Continuing in my series of blog posts about my research (see Part 1 and Part 2), the above photo is of me mixing homemade pesto with just grilled zucchini that came right off the farm for what turned out to be a fun and informative cooking class at Jones Family Farm in Shelton, CT.
Jones Farm was on my “agritourism” itinerary this month because this picturesque farm, which has been in the Jones family for generations, not only provides the community with bountiful crops in the summer, pumpkins in the fall and Christmas trees in the winter but also offers weekly cooking classes and wine tastings.
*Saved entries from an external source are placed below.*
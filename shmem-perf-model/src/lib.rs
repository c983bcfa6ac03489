// Copyright (c) 2025 Graphcore Ltd. All rights reserved.

//! Per-core performance models.
//!
//! A [`CorePerfModel`](core_perf_model::CorePerfModel) consumes the basic
//! blocks executed by a core and the dynamic information produced as those
//! instructions complete, counting the cycles the core would have taken.
//!
//! ```
//! use shmem_perf_model::core_perf_model::{CorePerfModel, IterateResult};
//! use shmem_perf_model::instruction::{BasicBlock, DynamicInstructionInfo, Instruction};
//! use shmem_perf_model::simple::SimpleHandler;
//! use shmem_track::entity::toplevel;
//! use shmem_track::tracker::dev_null_tracker;
//!
//! let top = toplevel(&dev_null_tracker(), "top");
//! let mut model = CorePerfModel::new(&top, "core", 1.0, SimpleHandler::default());
//! model.enable();
//!
//! let block = vec![Instruction::generic(2), Instruction::memory_read(0x40, 1)];
//! model.queue_basic_block(block.into()).unwrap();
//! model.queue_basic_block(BasicBlock::default()).unwrap();
//! assert_eq!(model.iterate().unwrap(), IterateResult::Suspended { index: 1 });
//!
//! model
//!     .push_dynamic_instruction_info(DynamicInstructionInfo::memory_read(0x40, 20))
//!     .unwrap();
//! assert_eq!(model.iterate().unwrap(), IterateResult::Completed);
//! assert_eq!(model.cycle_count(), 23);
//! ```

pub mod core_perf_model;
pub mod instruction;
pub mod simple;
Check it out here.
We showed up on what promised to be a stormy Wednesday night for our cooking class but the skies stayed lightning and rain free until it was time to leave. Whew. Our first task was to get out into the pasture and see what looked dinner worthy.
(Yes, I’m the one who’s dressed all in black on a hot summer’s night. Crazy, but I’m always cold, what can I say.)
We came back inside the kitchen and, lead by Jean Jones, a member of the farm family and registered dietician, and Sherry Swanson, a chef in and around CT, we were split off into groups, each assigned a different preparation of the meal, which consisted of roasted herbed chicken for the main course and a blueberry and strawberry cobbler for dessert, plus a glass of Jones’ own wine. For the side dishes, we made…
…a bulgur wheat cabbage salad with blueberries
…a kale salad with goat cheese, tomatoes and a strawberry vinaigrette.
… and grilled zucchini with the pesto I mixed.
When it was all done, the 12 of us sat down and enjoyed the fruits of our labors. It was fun getting to know the other guests who’d signed up for the class as well as the instructors and learning more about life on a working farm. Just as we were tasting our last bites of food, the thunder came and we took that as our cue to run for our car. The drive back to our rental house was precarious in the heavy rain (we got lost a couple of times), but it was worth it. A good time was had by us and I took copious notes for my novel, which was, after all, the point.